Intime – Anggota Bapemperda DPRD DKI Jakarta Ismail meminta Kemendagri memperjelas batas kewenangan pusat dan daerah dalam penyusunan Ranperda Daerah Khusus Jakarta (DKJ).
Menurutnya, langkah itu penting agar pembahasan regulasi turunan Undang-Undang Nomor 2 Tahun 2024 tentang DKJ berjalan tepat sasaran dan tidak menimbulkan tafsir berbeda.
“Bukan hanya diketahui, tapi harus dipahami bersama, baik oleh Bapemperda maupun SKPD,” ujar Ismail, Kamis (7/5).
Ia menjelaskan, terdapat 15 urusan kewenangan khusus Jakarta yang perlu memiliki koridor hukum jelas, mulai dari tata ruang, investasi, pendidikan, kesehatan, hingga ketenagakerjaan.

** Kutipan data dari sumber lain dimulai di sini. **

//! Host-environment loader capabilities.
//!
//! The service consumes two capabilities through trait seams: a plain HTTP
//! page fetcher and a hidden-frame loader for cross-origin dashboard
//! content. [`HttpPageFetcher`] is provided; frame hosting is inherently a
//! host-environment concern (a webview, a wasm DOM shim), so only the trait
//! is shipped and [`DisabledFrameHost`] stands in where no host is wired.

mod http;

pub use http::HttpPageFetcher;

use async_trait::async_trait;

use crate::{MuninnError, Result};

/// Plain HTTP fetch capability for HTML resources.
#[async_trait]
pub trait PageFetcher: Send + Sync {
    /// Fetch `url` and return the response body.
    ///
    /// Non-success statuses are errors; the caller decides how to degrade.
    async fn fetch(&self, url: &str) -> Result<String>;
}

/// First signal observed from a hidden frame.
#[derive(Debug, Clone, PartialEq, Eq)]
pub enum FrameSignal {
    /// The frame's load event fired.
    Loaded,
    /// The frame's error event fired.
    Failed(String),
}

/// Sandbox capability grants for a hidden frame.
///
/// Only scripts, same-origin and forms can be granted; top-navigation and
/// popups are never available, so a warmed frame cannot affect the host
/// page.
#[derive(Debug, Clone, Copy, PartialEq, Eq)]
pub struct SandboxPolicy {
    pub allow_scripts: bool,
    pub allow_same_origin: bool,
    pub allow_forms: bool,
}

impl Default for SandboxPolicy {
    /// The full grantable set — what dashboard content needs to render.
    fn default() -> Self {
        Self {
            allow_scripts: true,
            allow_same_origin: true,
            allow_forms: true,
        }
    }
}

impl SandboxPolicy {
    /// The policy as a space-separated sandbox attribute value.
    pub fn attribute_value(&self) -> String {
        let mut tokens = Vec::new();
        if self.allow_scripts {
            tokens.push("allow-scripts");
        }
        if self.allow_same_origin {
            tokens.push("allow-same-origin");
        }
        if self.allow_forms {
            tokens.push("allow-forms");
        }
        tokens.join(" ")
    }
}

/// A hidden frame attached to the host document.
///
/// Implementations must deliver at most one signal from
/// [`wait()`](Self::wait) and must stop delivering signals entirely once
/// [`detach()`](Self::detach) has run — late events on a detached frame are
/// dropped, never surfaced.
#[async_trait]
pub trait FrameHandle: Send {
    /// Wait for the frame's first load or error signal.
    async fn wait(&mut self) -> FrameSignal;

    /// Remove event handlers, then remove the frame from the document.
    fn detach(&mut self);
}

/// Hidden-frame loader capability.
#[async_trait]
pub trait FrameHost: Send + Sync {
    /// Create an invisible, zero-size frame for `url` under `sandbox` and
    /// attach it to the host document.
    async fn open(&self, url: &str, sandbox: &SandboxPolicy) -> Result<Box<dyn FrameHandle>>;

    /// Emit preconnect / DNS-prefetch hints for `origin`.
    ///
    /// Best-effort; the default implementation does nothing.
    fn hint_origin(&self, _origin: &str) {}
}

/// Frame host used when none is configured.
///
/// Refuses every open, which the orchestrator settles as a frame failure —
/// iframe descriptors degrade instead of erroring the batch.
#[derive(Debug, Default)]
pub struct DisabledFrameHost;

#[async_trait]
impl FrameHost for DisabledFrameHost {
    async fn open(&self, _url: &str, _sandbox: &SandboxPolicy) -> Result<Box<dyn FrameHandle>> {
        Err(MuninnError::Frame("no frame host configured".to_string()))
    }
}

/// The ASCII origin (`scheme://host[:port]`) of `url`.
pub(crate) fn origin_of(url: &str) -> Result<String> {
    let parsed: reqwest::Url = url
        .parse()
        .map_err(|_| MuninnError::InvalidUrl(url.to_string()))?;
    let origin = parsed.origin();
    if !origin.is_tuple() {
        return Err(MuninnError::InvalidUrl(url.to_string()));
    }
    Ok(origin.ascii_serialization())
}
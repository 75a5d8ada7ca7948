//! In-memory store with an optional byte budget.

use std::collections::HashMap;
use std::sync::Mutex;

use super::{KeyValueStore, StorageError};

/// `HashMap`-backed store, optionally capped at a total byte budget.
///
/// The budget counts key and value lengths of every resident entry, so a
/// capped store fails writes with [`StorageError::QuotaExceeded`] the way a
/// full `localStorage` does. Overwrites are charged the delta, not the sum.
#[derive(Debug, Default)]
pub struct MemoryStore {
    entries: Mutex<HashMap<String, String>>,
    capacity_bytes: Option<usize>,
}

impl MemoryStore {
    /// Unbounded store.
    pub fn new() -> Self {
        Self::default()
    }

    /// Store that rejects writes once resident key+value bytes would exceed
    /// `capacity_bytes`.
    pub fn with_capacity_bytes(capacity_bytes: usize) -> Self {
        Self {
            entries: Mutex::new(HashMap::new()),
            capacity_bytes: Some(capacity_bytes),
        }
    }

    fn resident_bytes(entries: &HashMap<String, String>) -> usize {
        entries.iter().map(|(k, v)| k.len() + v.len()).sum()
    }
}

impl KeyValueStore for MemoryStore {
    fn get(&self, key: &str) -> Result<Option<String>, StorageError> {
        let entries = self.entries.lock().expect("memory store poisoned");
        Ok(entries.get(key).cloned())
    }

    fn set(&self, key: &str, value: &str) -> Result<(), StorageError> {
        let mut entries = self.entries.lock().expect("memory store poisoned");
        if let Some(capacity) = self.capacity_bytes {
            let displaced = entries.get(key).map(|v| key.len() + v.len()).unwrap_or(0);
            let after = Self::resident_bytes(&entries) - displaced + key.len() + value.len();
            if after > capacity {
                return Err(StorageError::QuotaExceeded);
            }
        }
        entries.insert(key.to_string(), value.to_string());
        Ok(())
    }

    fn remove(&self, key: &str) -> Result<(), StorageError> {
        let mut entries = self.entries.lock().expect("memory store poisoned");
        entries.remove(key);
        Ok(())
    }

    fn keys(&self) -> Result<Vec<String>, StorageError> {
        let entries = self.entries.lock().expect("memory store poisoned");
        Ok(entries.keys().cloned().collect())
    }
}
//! HTTP page fetcher built on reqwest.

use std::time::Duration;

use async_trait::async_trait;
use reqwest::Client;

use super::PageFetcher;
use crate::{MuninnError, Result};

/// Default per-request timeout.
const DEFAULT_TIMEOUT: Duration = Duration::from_secs(30);

/// [`PageFetcher`] implementation over a shared reqwest client.
#[derive(Clone)]
pub struct HttpPageFetcher {
    http: Client,
}

impl HttpPageFetcher {
    /// Fetcher with the default 30-second request timeout.
    pub fn new() -> Self {
        Self::with_timeout(DEFAULT_TIMEOUT)
    }

    /// Fetcher with a custom request timeout.
    pub fn with_timeout(timeout: Duration) -> Self {
        let http = Client::builder()
            .timeout(timeout)
            .build()
            .expect("failed to build HTTP client");
        Self { http }
    }
}

impl Default for HttpPageFetcher {
    fn default() -> Self {
        Self::new()
    }
}

#[async_trait]
impl PageFetcher for HttpPageFetcher {
    async fn fetch(&self, url: &str) -> Result<String> {
        let response = self
            .http
            .get(url)
            .send()
            .await
            .map_err(|e| MuninnError::Http(e.to_string()))?;

        let status = response.status();
        if !status.is_success() {
            return Err(MuninnError::Status {
                status: status.as_u16(),
                url: url.to_string(),
            });
        }

        response
            .text()
            .await
            .map_err(|e| MuninnError::Http(e.to_string()))
    }
}
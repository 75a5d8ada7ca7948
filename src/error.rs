//! Muninn error types

use crate::storage::StorageError;

/// Muninn error types
#[derive(Debug, thiserror::Error)]
pub enum MuninnError {
    // Fetch/network errors
    #[error("HTTP error: {0}")]
    Http(String),

    #[error("HTTP status {status} fetching {url}")]
    Status { status: u16, url: String },

    // Frame host errors
    #[error("frame error: {0}")]
    Frame(String),

    // Data errors
    #[error("JSON error: {0}")]
    Json(#[from] serde_json::Error),

    #[error("invalid URL: {0}")]
    InvalidUrl(String),

    // Storage medium errors (internal; never escape the cache API)
    #[error("storage error: {0}")]
    Storage(#[from] StorageError),

    // Configuration errors
    #[error("configuration error: {0}")]
    Configuration(String),
}

/// Result type alias for muninn operations
pub type Result<T> = std::result::Result<T, MuninnError>;
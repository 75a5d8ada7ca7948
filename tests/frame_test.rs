//! Hidden-frame strategy tests against a mock frame host.
//!
//! Uses tokio's paused clock (`start_paused`) so the 20-second frame
//! timeout and the 2-second detach grace run instantly.

use std::sync::atomic::{AtomicBool, AtomicUsize, Ordering};
use std::sync::{Arc, Mutex};
use std::time::Duration;

use async_trait::async_trait;
use muninn::{
    CachedContent, FrameHandle, FrameHost, FrameSignal, LoadState, Muninn, PreloadConfig,
    PreloadOutcome, PreloadService, ResourceDescriptor, Result, SandboxPolicy, WarmupStatus,
};

const DASHBOARD_URL: &str = "http://grafana.internal:3000/d/MQWgroiiz/mysql-overview?orgId=1&kiosk";

#[derive(Clone, Copy)]
enum FrameBehavior {
    LoadAfter(Duration),
    FailAfter(Duration),
}

struct MockFrameHost {
    behavior: FrameBehavior,
    opens: AtomicUsize,
    hints: Mutex<Vec<String>>,
    sandboxes: Mutex<Vec<String>>,
    detached: Arc<AtomicBool>,
}

impl MockFrameHost {
    fn new(behavior: FrameBehavior) -> Arc<Self> {
        Arc::new(Self {
            behavior,
            opens: AtomicUsize::new(0),
            hints: Mutex::new(Vec::new()),
            sandboxes: Mutex::new(Vec::new()),
            detached: Arc::new(AtomicBool::new(false)),
        })
    }

    fn open_count(&self) -> usize {
        self.opens.load(Ordering::SeqCst)
    }

    fn is_detached(&self) -> bool {
        self.detached.load(Ordering::SeqCst)
    }
}

struct MockFrame {
    behavior: FrameBehavior,
    detached: Arc<AtomicBool>,
}

#[async_trait]
impl FrameHandle for MockFrame {
    async fn wait(&mut self) -> FrameSignal {
        match self.behavior {
            FrameBehavior::LoadAfter(delay) => {
                tokio::time::sleep(delay).await;
                FrameSignal::Loaded
            }
            FrameBehavior::FailAfter(delay) => {
                tokio::time::sleep(delay).await;
                FrameSignal::Failed("dashboard unreachable".to_string())
            }
        }
    }

    fn detach(&mut self) {
        self.detached.store(true, Ordering::SeqCst);
    }
}

#[async_trait]
impl FrameHost for MockFrameHost {
    async fn open(&self, _url: &str, sandbox: &SandboxPolicy) -> Result<Box<dyn FrameHandle>> {
        self.opens.fetch_add(1, Ordering::SeqCst);
        self.sandboxes
            .lock()
            .unwrap()
            .push(sandbox.attribute_value());
        Ok(Box::new(MockFrame {
            behavior: self.behavior,
            detached: Arc::clone(&self.detached),
        }))
    }

    fn hint_origin(&self, origin: &str) {
        self.hints.lock().unwrap().push(origin.to_string());
    }
}

fn service_with(frames: Arc<MockFrameHost>) -> PreloadService {
    Muninn::builder()
        .frames(frames)
        .config(PreloadConfig {
            resources: vec![ResourceDescriptor::iframe(
                "grafana-mysql-overview",
                DASHBOARD_URL,
            )],
            grafana: Vec::new(),
        })
        .build()
        .unwrap()
}

#[tokio::test(start_paused = true)]
async fn loaded_frame_caches_status_and_detaches_after_grace() {
    let frames = MockFrameHost::new(FrameBehavior::LoadAfter(Duration::ZERO));
    let service = service_with(Arc::clone(&frames));

    let results = service.start_preloading(None).await;
    assert_eq!(results[0].outcome, PreloadOutcome::Warmed);

    let cached = service.cached_resource("grafana-mysql-overview").unwrap();
    let record = match cached {
        CachedContent::Status(record) => record,
        other => panic!("expected status record, got {other:?}"),
    };
    assert_eq!(record.status, WarmupStatus::Preloaded);
    assert_eq!(record.url, DASHBOARD_URL);

    // The frame stays attached for the grace period so the host HTTP cache
    // can absorb subresources, then gets removed.
    assert!(!frames.is_detached());
    tokio::time::sleep(Duration::from_secs(3)).await;
    assert!(frames.is_detached());

    // Preconnect hints carried the bare origin, and the sandbox granted
    // exactly the restrictive set.
    assert_eq!(
        frames.hints.lock().unwrap().as_slice(),
        ["http://grafana.internal:3000"]
    );
    assert_eq!(
        frames.sandboxes.lock().unwrap().as_slice(),
        ["allow-scripts allow-same-origin allow-forms"]
    );
}

#[tokio::test(start_paused = true)]
async fn failed_frame_caches_failure_and_detaches_immediately() {
    let frames = MockFrameHost::new(FrameBehavior::FailAfter(Duration::ZERO));
    let service = service_with(Arc::clone(&frames));

    let results = service.start_preloading(None).await;
    assert_eq!(
        results[0].outcome,
        PreloadOutcome::FrameFailed {
            error: "dashboard unreachable".to_string()
        }
    );
    assert!(frames.is_detached());

    let record = service
        .cached_resource("grafana-mysql-overview")
        .unwrap()
        .as_status()
        .cloned()
        .unwrap();
    assert_eq!(record.status, WarmupStatus::Failed);

    assert!(matches!(
        service.load_state("grafana-mysql-overview"),
        Some(LoadState::Failed { .. })
    ));
}

#[tokio::test(start_paused = true)]
async fn timeout_beats_a_late_load_signal() {
    // The frame would load at t+25s, past the 20-second timeout.
    let frames = MockFrameHost::new(FrameBehavior::LoadAfter(Duration::from_secs(25)));
    let service = service_with(Arc::clone(&frames));

    let results = service.start_preloading(None).await;
    assert_eq!(results[0].outcome, PreloadOutcome::TimedOut);
    assert!(frames.is_detached());

    // Let the clock pass the would-be load instant: the late signal must
    // not overwrite the timeout record (first settler wins).
    tokio::time::sleep(Duration::from_secs(10)).await;
    let record = service
        .cached_resource("grafana-mysql-overview")
        .unwrap()
        .as_status()
        .cloned()
        .unwrap();
    assert_eq!(record.status, WarmupStatus::TimedOut);
}

#[tokio::test(start_paused = true)]
async fn cached_failure_record_suppresses_retry_within_ttl() {
    let frames = MockFrameHost::new(FrameBehavior::FailAfter(Duration::ZERO));
    let service = service_with(Arc::clone(&frames));

    service.start_preloading(None).await;
    assert_eq!(frames.open_count(), 1);

    // The failed attempt left a valid failure record, so the known-bad
    // dashboard is not hammered again.
    let results = service.start_preloading(None).await;
    assert_eq!(results[0].outcome, PreloadOutcome::AlreadyCached);
    assert_eq!(frames.open_count(), 1);
}

#[tokio::test(start_paused = true)]
async fn concurrent_passes_share_one_operation() {
    let frames = MockFrameHost::new(FrameBehavior::LoadAfter(Duration::from_secs(5)));
    let service = service_with(Arc::clone(&frames));

    let (first, second) =
        tokio::join!(service.start_preloading(None), service.start_preloading(None));

    assert_eq!(frames.open_count(), 1);
    assert_eq!(first[0].outcome, PreloadOutcome::Warmed);
    assert_eq!(second[0].outcome, PreloadOutcome::Warmed);
}

#[tokio::test]
async fn without_a_frame_host_iframes_settle_as_failures() {
    let service = Muninn::builder()
        .config(PreloadConfig {
            resources: vec![ResourceDescriptor::iframe("grafana-x", DASHBOARD_URL)],
            grafana: Vec::new(),
        })
        .build()
        .unwrap();

    let results = service.start_preloading(None).await;
    assert!(matches!(
        results[0].outcome,
        PreloadOutcome::FrameFailed { .. }
    ));
    // The frame never attached, so nothing was cached.
    assert_eq!(service.cached_resource("grafana-x"), None);
}
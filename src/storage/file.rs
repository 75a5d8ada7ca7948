//! File-backed store: one file per key under a directory.

use std::fs;
use std::io::ErrorKind;
use std::path::PathBuf;

use super::{KeyValueStore, StorageError};

/// Store that persists each key as a file in a single directory.
///
/// Keys are sanitised to a filesystem-safe alphabet (`[A-Za-z0-9._-]`,
/// everything else becomes `-`) before use, and [`keys()`](KeyValueStore::keys)
/// reports the sanitised names. Cache keys (`prefix + resource id`) already
/// fit this alphabet, so the mapping is a no-op in practice.
///
/// Filesystem-full conditions map to [`StorageError::QuotaExceeded`] so the
/// cache's evict-and-retry path works the same as against `localStorage`.
#[derive(Debug)]
pub struct FileStore {
    dir: PathBuf,
}

impl FileStore {
    /// Open (creating if needed) a store rooted at `dir`.
    pub fn new(dir: impl Into<PathBuf>) -> Result<Self, StorageError> {
        let dir = dir.into();
        fs::create_dir_all(&dir)
            .map_err(|e| StorageError::Unavailable(format!("cannot create {dir:?}: {e}")))?;
        Ok(Self { dir })
    }

    /// Open a store under the platform cache directory (`<cache>/muninn`).
    pub fn default_location() -> Result<Self, StorageError> {
        let base = dirs::cache_dir()
            .ok_or_else(|| StorageError::Unavailable("no platform cache directory".to_string()))?;
        Self::new(base.join("muninn"))
    }

    fn path_for(&self, key: &str) -> PathBuf {
        self.dir.join(sanitise_key(key))
    }
}

fn sanitise_key(key: &str) -> String {
    key.chars()
        .map(|c| {
            if c.is_ascii_alphanumeric() || matches!(c, '.' | '_' | '-') {
                c
            } else {
                '-'
            }
        })
        .collect()
}

fn map_io(err: std::io::Error) -> StorageError {
    match err.kind() {
        ErrorKind::StorageFull | ErrorKind::QuotaExceeded => StorageError::QuotaExceeded,
        _ => StorageError::Io(err.to_string()),
    }
}

impl KeyValueStore for FileStore {
    fn get(&self, key: &str) -> Result<Option<String>, StorageError> {
        match fs::read_to_string(self.path_for(key)) {
            Ok(value) => Ok(Some(value)),
            Err(e) if e.kind() == ErrorKind::NotFound => Ok(None),
            Err(e) => Err(map_io(e)),
        }
    }

    fn set(&self, key: &str, value: &str) -> Result<(), StorageError> {
        fs::write(self.path_for(key), value).map_err(map_io)
    }

    fn remove(&self, key: &str) -> Result<(), StorageError> {
        match fs::remove_file(self.path_for(key)) {
            Ok(()) => Ok(()),
            Err(e) if e.kind() == ErrorKind::NotFound => Ok(()),
            Err(e) => Err(map_io(e)),
        }
    }

    fn keys(&self) -> Result<Vec<String>, StorageError> {
        let entries = fs::read_dir(&self.dir).map_err(map_io)?;
        let mut keys = Vec::new();
        for entry in entries {
            let entry = entry.map_err(map_io)?;
            if entry.path().is_file() {
                keys.push(entry.file_name().to_string_lossy().into_owned());
            }
        }
        Ok(keys)
    }
}

#[cfg(test)]
mod tests {
    use super::*;

    #[test]
    fn sanitise_passes_cache_keys_through() {
        assert_eq!(
            sanitise_key("page_cache_grafana-mysql-overview"),
            "page_cache_grafana-mysql-overview"
        );
    }

    #[test]
    fn sanitise_replaces_path_separators() {
        assert_eq!(sanitise_key("a/b\\c:d"), "a-b-c-d");
    }
}
//! Wire types for an OpenAI-compatible chat-completion endpoint.

use serde::{Deserialize, Serialize};

#[derive(Debug, Clone, PartialEq, Serialize)]
pub struct ChatRequest {
    pub model: String,
    pub messages: Vec<Message>,
    #[serde(skip_serializing_if = "Option::is_none")]
    pub max_tokens: Option<u32>,
    #[serde(skip_serializing_if = "Option::is_none")]
    pub temperature: Option<f32>,
}

impl ChatRequest {
    pub fn new(model: impl Into<String>) -> Self {
        Self {
            model: model.into(),
            messages: Vec::new(),
            max_tokens: None,
            temperature: None,
        }
    }

    pub fn message(mut self, message: Message) -> Self {
        self.messages.push(message);
        self
    }

    pub fn max_tokens(mut self, max_tokens: u32) -> Self {
        self.max_tokens = Some(max_tokens);
        self
    }

    pub fn temperature(mut self, temperature: f32) -> Self {
        self.temperature = Some(temperature);
        self
    }
}

#[derive(Debug, Clone, PartialEq, Eq, Serialize, Deserialize)]
pub struct Message {
    pub role: String,
    pub content: String,
}

impl Message {
    pub fn system(content: impl Into<String>) -> Self {
        Self {
            role: "system".to_string(),
            content: content.into(),
        }
    }

    pub fn user(content: impl Into<String>) -> Self {
        Self {
            role: "user".to_string(),
            content: content.into(),
        }
    }
}

#[derive(Debug, Deserialize)]
pub(crate) struct ChatResponseRaw {
    #[serde(default)]
    pub choices: Vec<ChatChoice>,
}

#[derive(Debug, Deserialize)]
pub(crate) struct ChatChoice {
    pub message: ChatMessageResponse,
}

#[derive(Debug, Deserialize)]
pub(crate) struct ChatMessageResponse {
    // Some servers send `null` content alongside tool calls.
    #[serde(default)]
    pub content: Option<String>,
}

Ismail juga mengusulkan adanya sosialisasi khusus agar pemerintah pusat dan daerah memiliki pola pikir yang sama sebelum pembahasan Ranperda dilakukan lebih mendalam.
“Dengan sosialisasi itu, kita bisa melihat mana yang bisa diperjuangkan sebagai kekhususan Jakarta dan mana yang memang sudah given,” tegasnya.